Friday 5 July: Conference day three, 10:30am – 11:00am parallel session



Room 10 – 303-B07 Sem



Shinead Borkovic
La Trobe University, Australia



Goals relating to the preparation of globally competent graduates or global citizens are incorporated in the internationalisation plans of many Australian universities. Leask (2017) suggests that one way of achieving institutional internationalisation goals is to embed global citizenship learning into existing discipline-specific curriculum. Additionally, the World Federation of Occupational Therapy (WFOT) endorses important principles such as diversity, human rights and intercultural competence, some of which directly reflect global citizenship capabilities. WFOT also recommends these principles be embedded in occupational therapy education (WFOT, 2009). Likewise, the Australian Occupational Therapy Competency Standards (2018) recognise that Aboriginal and Torres Strait Islander Peoples hold many cultural values and beliefs, which are diverse, complex and evolving and in turn support the need for learning to ensure respectful, collaborative, safe and culturally responsive practice (p. 4).


The initiative/practice

This study explores approaches used in Australia to educate occupational therapy students to be culturally competent, safe and responsive practitioners and citizens. Further, it analyses how students are being prepared for practice with diverse populations and contexts, alongside a particular focus on Aboriginal and Torres Strait Islander People’s underlying social and cultural traditions.  This responds to the global and cultural knowledge, awareness and action required of the occupational therapy profession as identified by Kerrigan, Grabowski, Watts, Bowers, and Witchger (2015).

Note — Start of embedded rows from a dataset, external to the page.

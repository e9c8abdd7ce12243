//! Glob rule lists for site graph decisions.
//!
//! Every decision the site graph makes about a page (is it in the graph, is a
//! link kept, which tags does it carry, are its backlinks shown) is computed
//! by feeding a path through a [`RuleList`]: an ordered list of glob patterns,
//! optionally negated with `!`, where the last matching rule wins. A page's
//! frontmatter can then override the verdict.
//!
//! All types here are immutable after construction and safe to share across
//! threads.

mod decision;
mod pattern;
mod rule_list;
mod tags;

pub use decision::{resolve, Decision, DecisionSource};
pub use pattern::{matches, Pattern, NEGATION_PREFIX};
pub use rule_list::{evaluate, RuleList, RuleMatch};
pub use tags::{assign_tags, TagRules};
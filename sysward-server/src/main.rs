//! Sysward server - remote system monitoring and control over TCP.
//!
//! Accepts one command per connection, answers with a text response, and
//! records usage samples, threshold alerts and command outcomes to SQLite.

use std::sync::Arc;
use std::time::Duration;

use anyhow::{Context, Result};
use tracing::info;

use sysward_server::config::ServerConfig;
use sysward_server::control::OsControl;
use sysward_server::dispatch::Dispatcher;
use sysward_server::metrics::{HostInfo, SysinfoMetrics};
use sysward_server::server::Server;
use sysward_server::store::Store;

#[tokio::main]
async fn main() -> Result<()> {
    tracing_subscriber::fmt().init();

    let config = ServerConfig::load()
        .await
        .context("failed to load configuration")?;
    info!(db = %config.storage.db_path.display(), "opening store");
    let store = Store::open(&config.storage.db_path).context("failed to open database")?;

    let host = HostInfo::detect();
    info!(hostname = %host.hostname, os = %host.os, "host detected");

    let metrics = Arc::new(SysinfoMetrics::new(Duration::from_millis(
        config.monitoring.sample_window_ms,
    )));
    let dispatcher = Arc::new(Dispatcher::new(
        metrics,
        Arc::new(OsControl),
        store,
        host,
        config.thresholds(),
    ));

    let server = Server::bind(&config.bind_addr(), dispatcher)
        .await
        .context("failed to start server")?;
    server.serve().await
}
//! Offline report over the recorded monitoring data: recent alerts, the
//! command history, the latest usage samples and the all-time averages.

use anyhow::{Context, Result};

use sysward_server::config::ServerConfig;
use sysward_server::store::Store;

#[tokio::main]
async fn main() -> Result<()> {
    let config = ServerConfig::load()
        .await
        .context("failed to load configuration")?;
    let store = Store::open(&config.storage.db_path).context("failed to open database")?;

    println!("\n================ RECENT ALERTS ================");
    let alerts = store.recent_alerts(5).await?;
    if alerts.is_empty() {
        println!("No alerts recorded");
    }
    for alert in &alerts {
        println!(
            "Time: {} | Type: {} | Value: {}%",
            alert.timestamp, alert.kind, alert.value
        );
    }

    println!("\n============== COMMAND HISTORY ===============");
    let commands = store.command_history().await?;
    if commands.is_empty() {
        println!("No command logs found");
    }
    for entry in &commands {
        println!(
            "Time: {} | Command: {} | Status: {}",
            entry.timestamp, entry.command, entry.status
        );
    }

    println!("\n============= USAGE TRENDS (Last 10) =========");
    let usage = store.recent_usage(10).await?;
    if usage.is_empty() {
        println!("No usage data found");
    }
    for sample in &usage {
        println!(
            "Time: {} | CPU: {}% | RAM: {}%",
            sample.timestamp, sample.cpu, sample.ram
        );
    }

    println!("\n=========== USAGE SUMMARY (AVERAGE) ==========");
    match store.usage_average().await? {
        Some((cpu, ram)) => {
            println!("Average CPU Usage: {cpu:.2}%");
            println!("Average RAM Usage: {ram:.2}%");
        }
        None => println!("Not enough data for average"),
    }

    Ok(())
}
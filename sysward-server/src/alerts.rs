//! Threshold alerting on sampled metrics.
//!
//! The policy is a pure comparison: a reading strictly above its threshold
//! produces an alert, a reading at or below it stays quiet. Thresholds are
//! fixed at process start; there is no per-request override.

use std::fmt;

pub const DEFAULT_CPU_THRESHOLD: f32 = 80.0;
pub const DEFAULT_RAM_THRESHOLD: f32 = 80.0;

/// Which metric a reading or alert refers to.
#[derive(Debug, Clone, Copy, PartialEq, Eq)]
pub enum MetricKind {
    Cpu,
    Ram,
}

impl MetricKind {
    pub fn as_str(&self) -> &'static str {
        match self {
            MetricKind::Cpu => "CPU",
            MetricKind::Ram => "RAM",
        }
    }
}

impl fmt::Display for MetricKind {
    fn fmt(&self, f: &mut fmt::Formatter<'_>) -> fmt::Result {
        f.write_str(self.as_str())
    }
}

/// A threshold crossing. The timestamp is assigned when the alert is stored.
#[derive(Debug, Clone, Copy, PartialEq)]
pub struct Alert {
    pub kind: MetricKind,
    pub value: f32,
}

/// Alert cutoffs in percent, one per metric.
#[derive(Debug, Clone, Copy)]
pub struct Thresholds {
    pub cpu: f32,
    pub ram: f32,
}

impl Default for Thresholds {
    fn default() -> Self {
        Self {
            cpu: DEFAULT_CPU_THRESHOLD,
            ram: DEFAULT_RAM_THRESHOLD,
        }
    }
}

/// Strict comparison: equality does not alert.
pub fn evaluate(kind: MetricKind, value: f32, threshold: f32) -> Option<Alert> {
    (value > threshold).then_some(Alert { kind, value })
}

#[cfg(test)]
mod tests {
    use super::*;

    #[test]
    fn value_over_threshold_alerts() {
        let alert = evaluate(MetricKind::Cpu, 95.0, 80.0).unwrap();
        assert_eq!(alert.kind, MetricKind::Cpu);
        assert_eq!(alert.value, 95.0);
    }

    #[test]
    fn value_at_threshold_stays_quiet() {
        assert!(evaluate(MetricKind::Ram, 80.0, 80.0).is_none());
    }

    #[test]
    fn value_under_threshold_stays_quiet() {
        assert!(evaluate(MetricKind::Ram, 12.5, 80.0).is_none());
    }

    #[test]
    fn default_thresholds_are_eighty_percent() {
        let thresholds = Thresholds::default();
        assert_eq!(thresholds.cpu, 80.0);
        assert_eq!(thresholds.ram, 80.0);
    }
}
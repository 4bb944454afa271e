//! TCP listener and per-connection protocol loop.
//!
//! The wire contract is one receive, one send, then close: a connection
//! carries exactly one command. A connection that closes before sending
//! anything is dropped silently, without a command-log row.

use std::net::SocketAddr;
use std::sync::Arc;

use anyhow::{Context, Result};
use tokio::io::{AsyncReadExt, AsyncWriteExt};
use tokio::net::{TcpListener, TcpStream};
use tracing::{debug, error, info, warn};

use crate::dispatch::Dispatcher;

/// A command token fits comfortably in a single read.
const RECV_BUFFER_SIZE: usize = 1024;

pub struct Server {
    listener: TcpListener,
    dispatcher: Arc<Dispatcher>,
}

impl Server {
    pub async fn bind(addr: &str, dispatcher: Arc<Dispatcher>) -> Result<Self> {
        let listener = TcpListener::bind(addr)
            .await
            .with_context(|| format!("failed to bind {addr}"))?;
        Ok(Self {
            listener,
            dispatcher,
        })
    }

    pub fn local_addr(&self) -> Result<SocketAddr> {
        self.listener
            .local_addr()
            .context("listener has no local address")
    }

    /// Accept loop. Each connection runs in its own task; a failing
    /// connection never takes the listener down.
    pub async fn serve(self) -> Result<()> {
        info!(addr = %self.local_addr()?, "listening for commands");

        loop {
            match self.listener.accept().await {
                Ok((stream, peer)) => {
                    debug!(%peer, "connection accepted");
                    let dispatcher = Arc::clone(&self.dispatcher);
                    tokio::spawn(async move {
                        if let Err(e) = handle_connection(stream, peer, dispatcher).await {
                            warn!(%peer, error = %e, "connection handling failed");
                        }
                    });
                }
                Err(e) => error!(error = %e, "failed to accept connection"),
            }
        }
    }
}

async fn handle_connection(
    mut stream: TcpStream,
    peer: SocketAddr,
    dispatcher: Arc<Dispatcher>,
) -> Result<()> {
    let mut buffer = [0u8; RECV_BUFFER_SIZE];
    let received = stream
        .read(&mut buffer)
        .await
        .context("failed to read command")?;
    if received == 0 {
        debug!(%peer, "connection closed without data");
        return Ok(());
    }

    let (response, outcome) = match std::str::from_utf8(&buffer[..received]) {
        Ok(text) => {
            let token = text.trim();
            debug!(%peer, token, "command received");
            dispatcher.dispatch(token).await
        }
        Err(e) => {
            // The token never decoded, so the log row carries an empty one.
            let outcome = dispatcher.record_failed("").await;
            (format!("Error: {e}"), outcome)
        }
    };
    debug!(%peer, ?outcome, "responding");

    // The connection is closing either way; a failed write changes nothing.
    let _ = stream
        .write_all(format!("{response}\n").as_bytes())
        .await;
    Ok(())
}
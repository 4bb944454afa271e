//! System metrics collection.
//!
//! Live readings go through the [`MetricsSource`] trait so handlers can be
//! exercised against fakes; the production implementation sits on sysinfo
//! for CPU/RAM/disk/processes and the battery crate for power state. Fixed
//! host facts are captured once at startup into [`HostInfo`] and injected
//! where needed.

use std::time::Duration;

use anyhow::{Context, Result};
use chrono::{DateTime, Local, TimeZone};
use sysinfo::System;
use tracing::debug;

/// CPU and RAM are read in one pass; the underlying sampler produces both.
#[derive(Debug, Clone, Copy)]
pub struct CpuRamSample {
    pub cpu_percent: f32,
    pub ram_percent: f32,
}

#[derive(Debug, Clone, Copy)]
pub struct BatteryReading {
    pub percent: f32,
    pub charging: bool,
}

#[derive(Debug, Clone, Copy)]
pub struct DiskReading {
    pub percent_used: f32,
    pub used_gb: u64,
    pub total_gb: u64,
}

/// Live metric queries. All calls are synchronous and may block; the CPU/RAM
/// sample in particular holds for the configured sampling window. A reading
/// that is not available on the host comes back as `Ok(None)`, never as an
/// error.
pub trait MetricsSource: Send + Sync {
    fn sample_cpu_ram(&self) -> Result<CpuRamSample>;
    fn battery(&self) -> Result<Option<BatteryReading>>;
    fn disk_usage(&self) -> Result<Option<DiskReading>>;
    /// Best-effort process name collection: entries that cannot be read are
    /// skipped, never propagated.
    fn running_processes(&self) -> Result<Vec<String>>;
}

/// Production metrics backed by sysinfo and the battery crate.
pub struct SysinfoMetrics {
    sample_window: Duration,
}

impl SysinfoMetrics {
    pub fn new(sample_window: Duration) -> Self {
        Self { sample_window }
    }
}

impl MetricsSource for SysinfoMetrics {
    fn sample_cpu_ram(&self) -> Result<CpuRamSample> {
        let mut sys = System::new();
        // Two refreshes separated by the sampling window give a usable delta.
        sys.refresh_cpu_usage();
        std::thread::sleep(self.sample_window);
        sys.refresh_cpu_usage();
        sys.refresh_memory();

        let cpu_percent = sys.global_cpu_info().cpu_usage();
        let ram_percent = if sys.total_memory() > 0 {
            (sys.used_memory() as f32 / sys.total_memory() as f32) * 100.0
        } else {
            0.0
        };

        debug!(cpu_percent, ram_percent, "sampled cpu/ram");
        Ok(CpuRamSample {
            cpu_percent,
            ram_percent,
        })
    }

    fn battery(&self) -> Result<Option<BatteryReading>> {
        let manager = battery::Manager::new().context("failed to initialize battery manager")?;
        let mut batteries = manager
            .batteries()
            .context("failed to enumerate batteries")?;

        match batteries.next() {
            Some(bat) => {
                let bat = bat.context("failed to read battery state")?;
                let percent = bat
                    .state_of_charge()
                    .get::<battery::units::ratio::percent>();
                let charging = matches!(bat.state(), battery::State::Charging | battery::State::Full);
                Ok(Some(BatteryReading { percent, charging }))
            }
            None => Ok(None),
        }
    }

    fn disk_usage(&self) -> Result<Option<DiskReading>> {
        let disks = sysinfo::Disks::new_with_refreshed_list();
        // Root filesystem when mounted as "/", otherwise the first disk.
        let disk = disks
            .list()
            .iter()
            .find(|d| d.mount_point() == std::path::Path::new("/"))
            .or_else(|| disks.list().first());

        let Some(disk) = disk else {
            return Ok(None);
        };
        let total = disk.total_space();
        if total == 0 {
            return Ok(None);
        }
        let used = total - disk.available_space();

        const GB: u64 = 1024 * 1024 * 1024;
        Ok(Some(DiskReading {
            percent_used: (used as f32 / total as f32) * 100.0,
            used_gb: used / GB,
            total_gb: total / GB,
        }))
    }

    fn running_processes(&self) -> Result<Vec<String>> {
        let mut sys = System::new();
        sys.refresh_processes();

        // Nameless entries (vanished mid-enumeration) are dropped here.
        let names = sys
            .processes()
            .values()
            .map(|p| p.name().to_string())
            .filter(|name| !name.is_empty())
            .collect();
        Ok(names)
    }
}

/// Fixed facts about the host, captured once at startup and shared read-only
/// with every handler that needs them.
#[derive(Debug, Clone)]
pub struct HostInfo {
    pub hostname: String,
    pub os: String,
    pub cpu_physical: Option<usize>,
    pub cpu_logical: usize,
    pub boot_time: DateTime<Local>,
}

impl HostInfo {
    pub fn detect() -> Self {
        let sys = System::new_all();

        let hostname = hostname::get()
            .map(|h| h.to_string_lossy().into_owned())
            .unwrap_or_else(|_| "unknown".to_string());
        let os = format!(
            "{} {}",
            System::name().unwrap_or_else(|| "unknown".to_string()),
            System::os_version().unwrap_or_default()
        );
        let boot_time = Local
            .timestamp_opt(System::boot_time() as i64, 0)
            .single()
            .unwrap_or_else(Local::now);

        Self {
            hostname,
            os,
            cpu_physical: sys.physical_core_count(),
            cpu_logical: sys.cpus().len(),
            boot_time,
        }
    }

    pub fn uptime_secs(&self) -> i64 {
        (Local::now() - self.boot_time).num_seconds().max(0)
    }
}
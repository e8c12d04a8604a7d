#![recursion_limit = "256"]

use aws_config::{meta::region::RegionProviderChain, retry::RetryConfig};
use capture_entrypoint::CaptureEntrypoint;
use dynamodb_client::DynamodbClient;
use lambda_runtime::{
    Error, LambdaEvent, run, service_fn,
    tracing::{self},
};
use object_metadata_capture::{
    domain::services::MetadataCaptureImpl, inbound::decoder::S3NotificationBatch,
};

mod config;
mod handler;

#[tokio::main]
async fn main() -> Result<(), Error> {
    let entrypoint = CaptureEntrypoint::default().init()?;
    tracing::trace!(environment = %entrypoint.environment(), "initiating lambda");

    let config = config::Config::from_env()?;
    tracing::info!(table = %config.metadata_table, max_attempts = config.store_max_attempts, "loaded config");

    let region = RegionProviderChain::default_provider().or_else("us-east-1");
    let aws_config = aws_config::defaults(aws_config::BehaviorVersion::latest())
        .region(region)
        .retry_config(RetryConfig::standard().with_max_attempts(config.store_max_attempts))
        .load()
        .await;

    let s3_client = s3_client::S3::new(aws_sdk_s3::Client::new(&aws_config));
    tracing::trace!("initialized s3 client");

    let dynamodb_client = DynamodbClient::new(&aws_config, &config.metadata_table);
    tracing::trace!("initialized dynamodb client");

    let service = MetadataCaptureImpl::new_with_default_time(
        s3_client,
        dynamodb_client.object_metadata,
        config.capture_settings(),
    );

    let shared_service = &service;
    let propagate = config.propagate_retryable_failures;

    let func = service_fn(move |event: LambdaEvent<S3NotificationBatch>| async move {
        handler::handler(shared_service, propagate, event).await
    });

    run(func).await
}
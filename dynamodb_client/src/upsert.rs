use aws_sdk_dynamodb::Client;
use aws_sdk_dynamodb::error::{ProvideErrorMetadata, SdkError};
use aws_sdk_dynamodb::operation::put_item::PutItemError;
use aws_sdk_dynamodb::types::AttributeValue;
use models_object_metadata::{MetadataRecord, attribute, timestamp};
use serde_dynamo::Item;
use thiserror::Error;

const UPSERT_CONDITION: &str =
    "attribute_not_exists(#object_key) OR #processed_at <= :processed_at";

/// error codes that mean every later write will fail the same way
const REJECTED_CODES: &[&str] = &[
    "AccessDeniedException",
    "UnrecognizedClientException",
    "MissingAuthenticationTokenException",
    "ValidationException",
    "ResourceNotFoundException",
];

const THROTTLED_CODES: &[&str] = &["ThrottlingException", "TooManyRequestsException"];

#[derive(Debug, Clone, Copy, PartialEq, Eq)]
pub enum UpsertOutcome {
    /// the record was created or replaced
    Written,
    /// a record processed at a later time is already stored
    Superseded,
}

#[derive(Debug, Clone, Copy, PartialEq, Eq)]
pub enum UpsertFailure {
    Throttled,
    Rejected,
    Unreachable,
    Unavailable,
}

#[derive(Debug, Error)]
pub enum UpsertErr {
    #[error("could not convert metadata record into an item: {0}")]
    Serialize(#[from] serde_dynamo::Error),
    #[error("could not put metadata record ({failure:?}): {source:#}")]
    Backend {
        failure: UpsertFailure,
        source: anyhow::Error,
    },
}

impl UpsertErr {
    pub fn failure(&self) -> UpsertFailure {
        match self {
            UpsertErr::Serialize(_) => UpsertFailure::Rejected,
            UpsertErr::Backend { failure, .. } => *failure,
        }
    }
}

pub(crate) async fn upsert_metadata_record(
    client: &Client,
    table: &str,
    record: &MetadataRecord,
) -> Result<UpsertOutcome, UpsertErr> {
    let item: Item = serde_dynamo::to_item(record)?;

    let result = client
        .put_item()
        .table_name(table)
        .set_item(Some(item.into()))
        .condition_expression(UPSERT_CONDITION)
        .expression_attribute_names("#object_key", attribute::OBJECT_KEY)
        .expression_attribute_names("#processed_at", attribute::PROCESSED_AT)
        .expression_attribute_values(
            ":processed_at",
            AttributeValue::S(timestamp::format(&record.processed_at)),
        )
        .send()
        .await;

    let err = match result {
        Ok(_) => return Ok(UpsertOutcome::Written),
        Err(err) => err,
    };

    if err
        .as_service_error()
        .is_some_and(PutItemError::is_conditional_check_failed_exception)
    {
        tracing::debug!(object_key = %record.object_key, "stored record is newer, skipping write");
        return Ok(UpsertOutcome::Superseded);
    }

    let failure = classify(&err);
    Err(UpsertErr::Backend {
        failure,
        source: anyhow::Error::new(err).context(format!("could not put item into {table}")),
    })
}

fn classify<R>(err: &SdkError<PutItemError, R>) -> UpsertFailure {
    match err {
        SdkError::ServiceError(service) => classify_service_error(service.err()),
        SdkError::DispatchFailure(_) | SdkError::TimeoutError(_) => UpsertFailure::Unreachable,
        _ => UpsertFailure::Unavailable,
    }
}

fn classify_service_error(err: &PutItemError) -> UpsertFailure {
    if err.is_provisioned_throughput_exceeded_exception() || err.is_request_limit_exceeded() {
        return UpsertFailure::Throttled;
    }

    if err.is_resource_not_found_exception() {
        return UpsertFailure::Rejected;
    }

    match err.code() {
        Some(code) if THROTTLED_CODES.contains(&code) => UpsertFailure::Throttled,
        Some(code) if REJECTED_CODES.contains(&code) => UpsertFailure::Rejected,
        _ => UpsertFailure::Unavailable,
    }
}
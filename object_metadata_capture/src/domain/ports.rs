//! This module defines all of the ports that the capture domain requires

use chrono::{DateTime, Utc};

use crate::domain::models::{
    DecodeErr, Invocation, InvocationSummary, MetadataRecord, ObjectAttributes,
    ObjectChangeEvent, ObjectLocation, PersistErr, PersistOutcome, ResolveErr,
};

/// One notification entry after decoding, tagged with its position in the batch
#[derive(Debug)]
pub struct DecodedEntry {
    /// position of the entry in the delivered batch
    pub index: usize,
    /// the decoded event, or why the entry could not be decoded
    pub event: Result<ObjectChangeEvent, DecodeErr>,
}

/// Trait for reading the authoritative attributes of an object from the storage backend
pub trait ObjectAttributesSource: Send + Sync + 'static {
    /// issue a metadata-only query for the object
    fn head_object(
        &self,
        location: ObjectLocation,
    ) -> impl Future<Output = Result<ObjectAttributes, ResolveErr>> + Send;
}

/// Trait for writing [MetadataRecord]s into the key-value store
pub trait MetadataRecordStore: Send + Sync + 'static {
    /// create or overwrite the record stored under [MetadataRecord::object_key].
    /// A stored record with a later `processed_at` is kept and [PersistOutcome::Superseded] returned
    fn upsert(
        &self,
        record: MetadataRecord,
    ) -> impl Future<Output = Result<PersistOutcome, PersistErr>> + Send;
}

/// port for getting the current system time
/// Having a trait allows tests to be consistent
pub trait TimeGetter: Send + Sync + 'static {
    /// get the current system time
    fn now(&self) -> DateTime<Utc>;
}

/// trait that defines the api for processing one batch of notification entries
pub trait MetadataCaptureService: Send + Sync + 'static {
    /// process every entry in delivery order and report each outcome
    fn capture_batch<I>(
        &self,
        invocation: Invocation,
        entries: I,
    ) -> impl Future<Output = InvocationSummary> + Send
    where
        I: IntoIterator<Item = DecodedEntry> + Send,
        I::IntoIter: Send;
}
//! Fixed width RFC 3339 timestamps.
//!
//! Stored timestamps are compared as strings by conditional writes, so every
//! value carries microsecond precision and a `Z` suffix.

use chrono::{DateTime, SecondsFormat, Utc};
use serde::{Deserialize, Deserializer, Serializer};

/// Format a timestamp the way it is stored
pub fn format(value: &DateTime<Utc>) -> String {
    value.to_rfc3339_opts(SecondsFormat::Micros, true)
}

pub fn serialize<S>(value: &DateTime<Utc>, serializer: S) -> Result<S::Ok, S::Error>
where
    S: Serializer,
{
    serializer.serialize_str(&format(value))
}

pub fn deserialize<'de, D>(deserializer: D) -> Result<DateTime<Utc>, D::Error>
where
    D: Deserializer<'de>,
{
    let raw = String::deserialize(deserializer)?;
    DateTime::parse_from_rfc3339(&raw)
        .map(|dt| dt.with_timezone(&Utc))
        .map_err(serde::de::Error::custom)
}
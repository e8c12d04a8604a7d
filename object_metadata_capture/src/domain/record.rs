//! Maps resolved attributes into the persisted record

use chrono::{DateTime, Utc};

use crate::domain::models::{MetadataRecord, ObjectAttributes, ObjectChangeEvent};

/// Build the record stored for `event`.
/// `processed_at` is always `now`, never the event time, so processing latency can be audited.
pub fn build_record(
    event: &ObjectChangeEvent,
    attributes: ObjectAttributes,
    now: DateTime<Utc>,
) -> MetadataRecord {
    let ObjectAttributes {
        size,
        content_type,
        checksum,
        last_modified,
    } = attributes;

    MetadataRecord {
        object_key: event.key.clone(),
        bucket_name: event.bucket.clone(),
        file_size: size,
        content_type,
        checksum,
        upload_time: last_modified,
        processed_at: now,
    }
}

#[cfg(test)]
mod tests {
    use super::*;

    #[test]
    fn it_uses_authoritative_attributes_over_hints() {
        let event = ObjectChangeEvent {
            bucket: "b1".to_string(),
            key: "docs/report.pdf".to_string(),
            event_name: Some("ObjectCreated:Put".to_string()),
            event_time: "2024-01-01T00:00:00Z".parse().unwrap(),
            raw_size_hint: Some(1),
            raw_etag_hint: Some("stale".to_string()),
        };
        let now: DateTime<Utc> = "2024-01-01T00:00:03Z".parse().unwrap();

        let record = build_record(
            &event,
            ObjectAttributes {
                size: 1024,
                content_type: "application/pdf".to_string(),
                checksum: "abc123".to_string(),
                last_modified: "2024-01-01T00:00:00Z".parse().unwrap(),
            },
            now,
        );

        assert_eq!(
            record,
            MetadataRecord {
                object_key: "docs/report.pdf".to_string(),
                bucket_name: "b1".to_string(),
                file_size: 1024,
                content_type: "application/pdf".to_string(),
                checksum: "abc123".to_string(),
                upload_time: "2024-01-01T00:00:00Z".parse().unwrap(),
                processed_at: now,
            }
        );
    }
}
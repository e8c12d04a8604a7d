#![deny(missing_docs)]
//! Captures the metadata of newly created objects and records it in a key-value store.
//! The crate follows the hexagonal architecture pattern: the [domain] knows nothing
//! about S3, DynamoDB or Lambda, those live behind the ports in [inbound] and [outbound].

pub mod domain;
#[cfg(feature = "inbound")]
pub mod inbound;
pub mod outbound;
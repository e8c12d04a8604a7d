use chrono::{DateTime, Utc};
use lambda_runtime::{Error, LambdaEvent, tracing};
use object_metadata_capture::{
    domain::{
        models::{Invocation, InvocationResponse},
        ports::MetadataCaptureService,
    },
    inbound::decoder::S3NotificationBatch,
};

/// Processes one s3 notification batch
#[tracing::instrument(skip(service, event), fields(request_id = %event.context.request_id))]
pub async fn handler<S: MetadataCaptureService>(
    service: &S,
    propagate_retryable_failures: bool,
    event: LambdaEvent<S3NotificationBatch>,
) -> Result<InvocationResponse, Error> {
    let LambdaEvent {
        payload, context, ..
    } = event;
    tracing::info!(record_count = payload.len(), "processing s3 records");

    let invocation = Invocation {
        request_id: context.request_id,
        deadline: deadline(context.deadline),
    };

    let summary = service.capture_batch(invocation, payload.decode()).await;
    let response = summary.response();

    if propagate_retryable_failures && summary.status_code() == 500 {
        return Err(response.body.into());
    }

    Ok(response)
}

/// the platform reports the deadline in epoch millis, 0 when unknown
fn deadline(epoch_millis: u64) -> Option<DateTime<Utc>> {
    if epoch_millis == 0 {
        return None;
    }
    i64::try_from(epoch_millis)
        .ok()
        .and_then(DateTime::from_timestamp_millis)
}
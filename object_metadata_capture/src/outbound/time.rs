//! this module provides an impl of [TimeGetter] suitable for most use cases

use crate::domain::ports::TimeGetter;
use chrono::Utc;

/// The default implementation of time
#[derive(Debug, Clone, Copy, Default)]
pub struct DefaultTime;

impl TimeGetter for DefaultTime {
    fn now(&self) -> chrono::DateTime<chrono::Utc> {
        Utc::now()
    }
}

impl<T: TimeGetter> TimeGetter for std::sync::Arc<T> {
    fn now(&self) -> chrono::DateTime<chrono::Utc> {
        T::now(self)
    }
}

Method(s) of evaluative data collection and analysis

Guided by an interpretive methodology, qualitative content analysis using an inductive coding process (Hsieh & Shannon, 2005) of text within current national guidelines for occupational therapy education and practice has determined the extent and nature of global citizenship and cultural diversity coverage. Further, using the same inductive coding process, text derived from interviews with sixteen Australian occupational therapy educators explored the ways in which students are being educated and prepared for professional practice in Indigenous and culturally diverse, connected and globalised contexts and the extent to which the curriculum and teaching practice are influenced by the aforementioned guidelines, or other considerations, such as personal beliefs and values of the educators.


Evidence of effectiveness

Findings from this study provide a detailed analysis on cultural diversity and global citizenship education and design in Australian occupational therapy programs from participating universities. Further, findings from this analysis are being used to guide and inform the development of a best practice framework for cultural diversity and global citizenship education for occupational therapy educators and university managers wishing to develop or review internationalisation strategies for occupational therapy or other allied health courses within their universities.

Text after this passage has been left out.